|
|
White Papers | Articles | Featured Guests | Presentations | References |
by Rick Perry
16 September 2001
1. Introduction
2. VDL Format
3. String and Logic Examples
4. XOR and NOT
5. Concatenation and Offsets
6. White space
7. Absolute Offsets
8. Phone Numbers
9. Digits
10. Only Digits
11. | (Low-level Or)
12. Byte Expressions
13. Fuzzy Expressions
14. Repetition Expressions
15. Defining VDL Macros
16. Using VDL Macros
17. VDL Macro Examples
18. File Type Restriction Directives
19. File Type Restriction Examples
20. VDL Version Reporting
21. VFind --vdlc= Option
22. CVDL Syntax Summary
Copyright © August 2001 by CyberSoft, Incorporated.
Permission is granted to any individual or institution to use, copy, or redistribute this document so long as it is not sold for profit, and provided that it is reproduced whole and this copyright notice is retained.
CVDL is the CyberSoft Virus Description Language.
It is used to define patterns for virus scanning by the VFind® Security ToolKit from CyberSoft, Incorporated.
Documentation for CVDL is available in the original 1996 paper and an update describing new features.
The presentation here is a tutorial on using CVDL to create your own patterns. It starts with some simple examples, then presents an overview of all of the CVDL operators.

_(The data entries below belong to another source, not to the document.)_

//! Flock changes that have to keep dependent rows consistent.

use chrono::NaiveDate;
use db::models::{
    flock::{Flock, FlockDependents},
    reminder::Reminder,
};
use serde::{Deserialize, Serialize};
use sqlx::SqlitePool;
use tracing::info;
use ts_rs::TS;
use uuid::Uuid;

use super::{error::ServiceError, reminder_resolver::InvalidInput};

#[derive(Debug, Clone, Copy, PartialEq, Eq, Serialize, Deserialize, TS)]
pub struct RescheduleResult {
    pub flock_id: Uuid,
    pub shifted_by_days: i64,
    pub reminders_shifted: u64,
}

#[derive(Debug, Clone, Copy, Default, PartialEq, Eq, Serialize, Deserialize, TS)]
pub struct OrphanPurge {
    pub reminders: u64,
    pub vaccination_schedules: u64,
}

pub struct FlockLifecycleService;

impl FlockLifecycleService {
    /// Delete a flock together with everything that references it. All of it
    /// happens in one transaction; any failure rolls the whole delete back.
    pub async fn delete_flock(
        pool: &SqlitePool,
        flock_id: Uuid,
    ) -> Result<FlockDependents, ServiceError> {
        let mut tx = pool
            .begin()
            .await
            .map_err(ServiceError::persistence("begin flock delete", Some(flock_id)))?;

        let dependents = Flock::detach_dependents(&mut tx, flock_id)
            .await
            .map_err(ServiceError::persistence("detach flock dependents", Some(flock_id)))?;

        let deleted = Flock::delete(&mut *tx, flock_id)
            .await
            .map_err(ServiceError::persistence("delete flock", Some(flock_id)))?;
        if deleted == 0 {
            // Dropping the transaction rolls back the dependent deletes.
            return Err(InvalidInput::FlockNotFound(flock_id).into());
        }

        tx.commit()
            .await
            .map_err(ServiceError::persistence("commit flock delete", Some(flock_id)))?;

        info!(
            flock_id = %flock_id,
            reminders = dependents.reminders,
            vaccination_schedules = dependents.vaccination_schedules,
            health_records = dependents.health_records,
            mortality_records = dependents.mortality_records,
            sales_orders_unlinked = dependents.sales_orders_unlinked,
            "Flock deleted"
        );
        Ok(dependents)
    }

    /// Change a flock's placement date and move its pending reminders by the
    /// same number of days, so their day numbers stay put.
    pub async fn reschedule_placement(
        pool: &SqlitePool,
        flock_id: Uuid,
        placement_date: NaiveDate,
    ) -> Result<RescheduleResult, ServiceError> {
        let flock = Flock::find_by_id(pool, flock_id)
            .await
            .map_err(ServiceError::persistence("load flock", Some(flock_id)))?
            .ok_or(InvalidInput::FlockNotFound(flock_id))?;

        let delta = placement_date
            .signed_duration_since(flock.placement_date)
            .num_days();

        let mut tx = pool
            .begin()
            .await
            .map_err(ServiceError::persistence("begin reschedule", Some(flock_id)))?;

        Flock::update_placement_date(&mut *tx, flock_id, placement_date)
            .await
            .map_err(ServiceError::persistence("update placement date", Some(flock_id)))?;

        let reminders_shifted = if delta == 0 {
            0
        } else {
            Reminder::shift_pending_due_dates(&mut *tx, flock_id, delta)
                .await
                .map_err(ServiceError::persistence("shift reminder due dates", Some(flock_id)))?
        };

        tx.commit()
            .await
            .map_err(ServiceError::persistence("commit reschedule", Some(flock_id)))?;

        info!(
            flock_id = %flock_id,
            from = %flock.placement_date,
            to = %placement_date,
            reminders_shifted,
            "Flock placement rescheduled"
        );
        Ok(RescheduleResult {
            flock_id,
            shifted_by_days: delta,
            reminders_shifted,
        })
    }

    /// Remove rows left behind by flocks deleted outside [`Self::delete_flock`].
    pub async fn purge_orphans(pool: &SqlitePool) -> Result<OrphanPurge, ServiceError> {
        let reminders = Reminder::delete_orphaned(pool)
            .await
            .map_err(ServiceError::persistence("delete orphaned reminders", None))?;
        let vaccination_schedules = Flock::delete_orphaned_vaccination_schedules(pool)
            .await
            .map_err(ServiceError::persistence("delete orphaned vaccination schedules", None))?;

        info!(reminders, vaccination_schedules, "Orphaned rows purged");
        Ok(OrphanPurge {
            reminders,
            vaccination_schedules,
        })
    }
}

#[cfg(test)]
mod tests {
    use db::{
        DBService,
        models::{
            flock::CreateFlock,
            reminder::{CreateReminder, ReminderPriority, ReminderStatus},
        },
    };

    use super::*;

    fn date(y: i32, m: u32, d: u32) -> NaiveDate {
        NaiveDate::from_ymd_opt(y, m, d).unwrap()
    }

    async fn flock(db: &DBService) -> Flock {
        Flock::create(
            &db.pool,
            Uuid::new_v4(),
            &CreateFlock {
                name: "Shed 2".to_string(),
                placement_date: date(2024, 3, 10),
            },
        )
        .await
        .unwrap()
    }

    async fn reminder(db: &DBService, flock_id: Uuid, title: &str, due: NaiveDate) -> Reminder {
        Reminder::create(
            &db.pool,
            Uuid::new_v4(),
            &CreateReminder {
                flock_id: Some(flock_id),
                template_id: None,
                day_offset: None,
                title: title.to_string(),
                description: None,
                due_date: due,
                priority: ReminderPriority::Normal,
            },
        )
        .await
        .unwrap()
    }

    async fn count(db: &DBService, sql: &str) -> i64 {
        sqlx::query_scalar::<_, i64>(sql).fetch_one(&db.pool).await.unwrap()
    }

    #[tokio::test]
    async fn delete_removes_dependents_and_unlinks_sales() {
        let db = DBService::new_in_memory().await.unwrap();
        let flock = flock(&db).await;
        reminder(&db, flock.id, "Weigh", date(2024, 3, 17)).await;
        sqlx::query("INSERT INTO vaccination_schedules (id, flock_id, vaccine_name, day_offset) VALUES ($1, $2, 'IB', 1)")
            .bind(Uuid::new_v4())
            .bind(flock.id)
            .execute(&db.pool)
            .await
            .unwrap();
        sqlx::query("INSERT INTO mortality_records (id, flock_id, recorded_on, count) VALUES ($1, $2, '2024-03-12', 3)")
            .bind(Uuid::new_v4())
            .bind(flock.id)
            .execute(&db.pool)
            .await
            .unwrap();
        sqlx::query("INSERT INTO sales_orders (id, flock_id, customer) VALUES ($1, $2, 'Processor')")
            .bind(Uuid::new_v4())
            .bind(flock.id)
            .execute(&db.pool)
            .await
            .unwrap();

        let dependents = FlockLifecycleService::delete_flock(&db.pool, flock.id).await.unwrap();

        assert_eq!(
            dependents,
            FlockDependents {
                reminders: 1,
                vaccination_schedules: 1,
                health_records: 0,
                mortality_records: 1,
                sales_orders_unlinked: 1,
            }
        );
        assert!(Flock::find_by_id(&db.pool, flock.id).await.unwrap().is_none());
        assert_eq!(count(&db, "SELECT COUNT(*) FROM sales_orders WHERE flock_id IS NULL").await, 1);
        assert_eq!(count(&db, "SELECT COUNT(*) FROM reminders").await, 0);
    }

    #[tokio::test]
    async fn deleting_unknown_flock_rolls_back() {
        let db = DBService::new_in_memory().await.unwrap();
        let missing = Uuid::new_v4();

        let err = FlockLifecycleService::delete_flock(&db.pool, missing).await.unwrap_err();

        assert!(matches!(
            err,
            ServiceError::InvalidInput(InvalidInput::FlockNotFound(id)) if id == missing
        ));
    }

    #[tokio::test]
    async fn failed_flock_delete_keeps_dependents() {
        let db = DBService::new_in_memory().await.unwrap();
        let flock = flock(&db).await;
        reminder(&db, flock.id, "Weigh", date(2024, 3, 17)).await;
        sqlx::query(
            r#"CREATE TRIGGER keep_flocks
               BEFORE DELETE ON flocks
               BEGIN
                   SELECT RAISE(ABORT, 'flock is locked');
               END"#,
        )
        .execute(&db.pool)
        .await
        .unwrap();

        let err = FlockLifecycleService::delete_flock(&db.pool, flock.id).await.unwrap_err();

        assert!(matches!(
            err,
            ServiceError::PersistenceFailure { operation: "delete flock", row_id: Some(id), .. }
                if id == flock.id
        ));
        assert!(Flock::find_by_id(&db.pool, flock.id).await.unwrap().is_some());
        assert_eq!(Reminder::find_by_flock_id(&db.pool, flock.id).await.unwrap().len(), 1);
    }

    #[tokio::test]
    async fn reschedule_shifts_only_pending_reminders() {
        let db = DBService::new_in_memory().await.unwrap();
        let flock = flock(&db).await;
        let pending = reminder(&db, flock.id, "Weigh", date(2024, 3, 17)).await;
        let done = reminder(&db, flock.id, "Clean", date(2024, 3, 3)).await;
        Reminder::update_status(&db.pool, done.id, ReminderStatus::Done).await.unwrap();

        let result = FlockLifecycleService::reschedule_placement(&db.pool, flock.id, date(2024, 3, 12))
            .await
            .unwrap();

        assert_eq!(result.shifted_by_days, 2);
        assert_eq!(result.reminders_shifted, 1);
        let moved = Reminder::find_by_id(&db.pool, pending.id).await.unwrap().unwrap();
        assert_eq!(moved.due_date, date(2024, 3, 19));
        let kept = Reminder::find_by_id(&db.pool, done.id).await.unwrap().unwrap();
        assert_eq!(kept.due_date, date(2024, 3, 3));

        let flock = Flock::find_by_id(&db.pool, flock.id).await.unwrap().unwrap();
        assert_eq!(flock.placement_date, date(2024, 3, 12));
        assert_eq!(flock.day_number(moved.due_date), 7);
    }

    #[tokio::test]
    async fn purge_removes_rows_of_missing_flocks() {
        let db = DBService::new_in_memory().await.unwrap();
        let flock = flock(&db).await;
        reminder(&db, flock.id, "Kept", date(2024, 3, 17)).await;

        // Legacy data written without foreign key enforcement.
        sqlx::query("PRAGMA foreign_keys = OFF").execute(&db.pool).await.unwrap();
        reminder(&db, Uuid::new_v4(), "Orphan", date(2024, 3, 17)).await;
        sqlx::query("INSERT INTO vaccination_schedules (id, flock_id, vaccine_name, day_offset) VALUES ($1, $2, 'ND', 10)")
            .bind(Uuid::new_v4())
            .bind(Uuid::new_v4())
            .execute(&db.pool)
            .await
            .unwrap();
        sqlx::query("PRAGMA foreign_keys = ON").execute(&db.pool).await.unwrap();

        let purged = FlockLifecycleService::purge_orphans(&db.pool).await.unwrap();

        assert_eq!(
            purged,
            OrphanPurge {
                reminders: 1,
                vaccination_schedules: 1,
            }
        );
        assert_eq!(Reminder::find_by_flock_id(&db.pool, flock.id).await.unwrap().len(), 1);
    }
}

** VFind Version 11.3.0 or higher is required **
The format for specifying a VDL is:
: name , definition #
The ex1 example VDL uses some strings and logic operators:
:ex1, "pets" AND "cat" OR "dog" #
Due to the higher precedence of AND as compared to OR, VDL ex1 from above is equivalent to:
:ex1, ("pets" AND "cat") OR "dog" #
which will match data that contains either: the word pets anywhere and the word cat anywhere; or the word dog anywhere.
If the intention is to match data containing the word pets anywhere, and either the word dog or the word cat anywhere, the VDL should be written like this instead:
:ex2, "pets" AND ("cat" OR "dog") #
which is equivalent to this more verbose form:
:ex2, ("pets" AND "cat") OR ("pets" AND "dog") #
XOR is the exclusive-OR operator, which by definition can be expressed using AND and OR.
For example, VDL ex3
; guns or bullets, but not both
;
:ex3, ("guns" AND NOT "bullets") OR ("bullets" AND NOT "guns") #
can be expressed more efficiently using XOR:
:ex3, "guns" XOR "bullets" # ; guns or bullets, but not both
ex3 also illustrates the use of the semicolon (;) in VDL files to create comments which extend to the end of the line.
NOT by itself seems to be a strange logical operator for pattern matching, since it means that we have a match if some pattern is not present.
However, consider a situation where all files or email must contain a certain notice, and we want to detect the lack of that notice. An example pattern is:
:ex4, NOT "Copyright 2001, CyberSoft, Inc." #
VDL pattern elements are concatenated into larger patterns by using a comma, for example:
"abc", "def"
is the same as:
"abcdef"
You can specify an offset range for concatenation of strings and other VDL patterns using the @ operator, for example:
"abc", @0-10, "def"
will match "abc" followed by "def" at an offset of anywhere from 0 to 10 bytes from the end of "abc". So this will match "abcdef", "abcXdef", ..., "abcXXXXXXXXXXdef", where X represents any byte.
There are two special operators, WS0 and WS1, for offsets consisting of white space characters, where white space is defined as " " (blank), "\t" (tab), or "\\\n" (backs lash newline):
Examples:
"/bin/rm", WS1, "-rf", WS1, "/" "cat", WS0, ">>", WS0, "/etc/passwd" ~"Bulletproof", WS1, ~"Web", WS1, ~"Hosting"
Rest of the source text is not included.